July 26, 2011

Cervantes, Cerveza y Cirrhosis

The forensic archaeologists are at it again!  This time, some Spanish ones want to dig up Cervantes.  Their goals are: 1) to "reconstruct the face of a man only know from a picture... painted some 20 years after his death"; and 2) figure out if he did indeed die of cirrhosis of the liver, according to historian Fernando Prado.

Cervantes de La Mancha (credit)
No one's quite sure where Cervantes' remains are buried, although they're most likely in a convent in Madrid.  If they do find remains that match his age-at-death and sex, though, archaeologists think that it will be easy to identify Cervantes, since "He received a blast from a harquebus in the chest and another wound that left him unable to use one hand," during a naval battle in 1571, according to Prado.  It does seem reasonable that these wounds could identify Cervantes, but it sounds like they'll have to dig up the entire convent to find the bones.  Prado hopes the work will be carried out by 2016.

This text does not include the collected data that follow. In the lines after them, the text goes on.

use thiserror::Error;

/// A facelet string that cannot describe a cube reachable from solved. These
/// are detected before any search begins.
#[derive(Error, Debug, Clone, Copy, PartialEq, Eq)]
pub enum ValidationError {
    #[error("There is not exactly one facelet of each colour")]
    FaceletCount,
    #[error("Not all 12 edges exist exactly once")]
    MissingEdge,
    #[error("Flip error: One edge has to be flipped")]
    EdgeFlip,
    #[error("Not all corners exist exactly once")]
    MissingCorner,
    #[error("Twist error: One corner has to be twisted")]
    CornerTwist,
    #[error("Parity error: Two corners or two edges have to be exchanged")]
    Parity,
}

/// A bounded search that ran out of budget. Callers may retry with a larger
/// depth or time limit.
#[derive(Error, Debug, Clone, Copy, PartialEq, Eq)]
pub enum ExhaustionError {
    #[error("No solution exists for the given maxDepth")]
    DepthExhausted,
    #[error("Timeout, no solution within given time")]
    Timeout,
}

#[derive(Error, Debug, Clone, Copy, PartialEq, Eq)]
pub enum SolveError {
    #[error(transparent)]
    Validation(#[from] ValidationError),
    #[error(transparent)]
    Exhaustion(#[from] ExhaustionError),
}

#[derive(Error, Debug, Clone, PartialEq, Eq)]
pub enum NotationError {
    #[error("Empty move token")]
    Empty,
    #[error("Unknown face `{0}`")]
    UnknownFace(char),
    #[error("Unknown move suffix `{suffix}` in `{token}`")]
    UnknownSuffix { token: String, suffix: String },
}

impl ValidationError {
    /// The stable tag collaborators match on.
    #[must_use]
    pub fn code(self) -> &'static str {
        match self {
            ValidationError::FaceletCount => "Error1",
            ValidationError::MissingEdge => "Error2",
            ValidationError::EdgeFlip => "Error3",
            ValidationError::MissingCorner => "Error4",
            ValidationError::CornerTwist => "Error5",
            ValidationError::Parity => "Error6",
        }
    }
}

impl ExhaustionError {
    #[must_use]
    pub fn code(self) -> &'static str {
        match self {
            ExhaustionError::DepthExhausted => "Error7",
            ExhaustionError::Timeout => "Error8",
        }
    }
}

impl SolveError {
    #[must_use]
    pub fn code(self) -> &'static str {
        match self {
            SolveError::Validation(e) => e.code(),
            SolveError::Exhaustion(e) => e.code(),
        }
    }
}

#[cfg(test)]
mod tests {
    use super::*;

    #[test]
    fn test_codes_are_distinct_and_ordered() {
        let codes = [
            SolveError::from(ValidationError::FaceletCount),
            ValidationError::MissingEdge.into(),
            ValidationError::EdgeFlip.into(),
            ValidationError::MissingCorner.into(),
            ValidationError::CornerTwist.into(),
            ValidationError::Parity.into(),
            ExhaustionError::DepthExhausted.into(),
            ExhaustionError::Timeout.into(),
        ]
        .map(SolveError::code);

        for (i, code) in codes.iter().enumerate() {
            assert_eq!(*code, format!("Error{}", i + 1));
        }
    }

    #[test]
    fn test_messages_pass_through() {
        assert_eq!(
            SolveError::from(ExhaustionError::Timeout).to_string(),
            "Timeout, no solution within given time"
        );
    }
}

I feel like a broken record, but facial reconstruction to see the "true face" of someone who died hundreds of years ago is just absurd (q.v. Mona Lisa and Shakespeare [who, incidentally, was Cervantes' contemporary]). As far as Cervantes' love for the cerveza, alcoholism does seem to predispose people to bone degeneration, and longstanding liver disease like cirrhosis could very well have affected the quality of his bone.  But osteoporosis and osteopenia are certainly not pathognomonic for cirrhosis or alcoholism and could be related to a variety of things, like vitamin D deficiency (rickets/osteomalacia).  There's no way to say for sure that Cervantes died from liver disease, even if they find a perfect skeleton - and the chances of that happening (especially if he had low bone density!) are fairly low.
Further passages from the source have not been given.